[[ SOURCE INFORMATION open ]]
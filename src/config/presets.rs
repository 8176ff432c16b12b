//! Built-in patch sets for the store demo's container setup.
//!
//! Each preset targets one file at a fixed workspace-relative path and
//! takes its value from the command-line argument.

use crate::config::schema::{Metadata, Operation, PatchConfig, PatchDefinition};

pub const DOCKER_ENV: &str = "docker_env";
pub const DOCKERFILE: &str = "docker-magento/Dockerfile";
pub const COMPOSE_FILE: &str = "docker-compose.yml";

pub const HOSTNAME_MARKER: &str = "MAGENTO_URL";
pub const SAMPLE_DATA_LINE: &str = "RUN chmod +x /usr/local/bin/install-sampledata";
pub const PHP_IMAGE: &str = "alexcheng/apache2-php5";
pub const STORE_SERVICE: &str = "web";

/// Point the store at the public tunnel hostname.
pub fn set_hostname(file: &str) -> PatchConfig {
    single(
        "set-hostname",
        "store hostname for the tunnel URL",
        PatchDefinition {
            id: "store-hostname".to_string(),
            file: file.to_string(),
            operation: Operation::ReplaceValue {
                marker: HOSTNAME_MARKER.to_string(),
                separator: "=".to_string(),
                value: None,
            },
            require_match: false,
        },
    )
}

/// Stop the image build from installing sample data.
pub fn remove_sample_data(file: &str) -> PatchConfig {
    single(
        "remove-sample-data",
        "skip the sample data installer",
        PatchDefinition {
            id: "drop-sample-data".to_string(),
            file: file.to_string(),
            operation: Operation::RemoveLine {
                line: SAMPLE_DATA_LINE.to_string(),
            },
            require_match: false,
        },
    )
}

/// Build the store image on a different PHP base image tag.
pub fn set_php(file: &str) -> PatchConfig {
    single(
        "set-php",
        "PHP base image version",
        PatchDefinition {
            id: "php-base-image".to_string(),
            file: file.to_string(),
            operation: Operation::ReplaceTag {
                marker: PHP_IMAGE.to_string(),
                delimiter: ":".to_string(),
                value: None,
            },
            require_match: false,
        },
    )
}

/// Run the store container from a different image tag.
pub fn set_magento_version(file: &str, service: &str) -> PatchConfig {
    single(
        "set-magento-version",
        "store image tag",
        PatchDefinition {
            id: "store-image-tag".to_string(),
            file: file.to_string(),
            operation: Operation::SetImageTag {
                service: service.to_string(),
                delimiter: ":".to_string(),
                value: None,
            },
            require_match: false,
        },
    )
}

/// Substitute a placeholder everywhere in `file`.
pub fn replace_placeholder(file: &str, placeholder: &str) -> PatchConfig {
    single(
        "replace-placeholder",
        "placeholder substitution",
        PatchDefinition {
            id: "fill-placeholder".to_string(),
            file: file.to_string(),
            operation: Operation::ReplaceAll {
                placeholder: placeholder.to_string(),
                value: None,
            },
            require_match: false,
        },
    )
}

fn single(name: &str, description: &str, patch: PatchDefinition) -> PatchConfig {
    PatchConfig {
        meta: Metadata {
            name: name.to_string(),
            description: Some(description.to_string()),
        },
        patches: vec![patch],
    }
}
[[ SOURCE INFORMATION closed ]]
▸ **WORK ITEM**:
Your task is to write out the lines from the one with "fn single(name: &str, description: &str, patch: PatchDefinition)" through the end of the records, exactly and with nothing added.

▸ **RESPONSE**:
fn single(name: &str, description: &str, patch: PatchDefinition) -> PatchConfig {
    PatchConfig {
        meta: Metadata {
            name: name.to_string(),
            description: Some(description.to_string()),
        },
        patches: vec![patch],
    }
}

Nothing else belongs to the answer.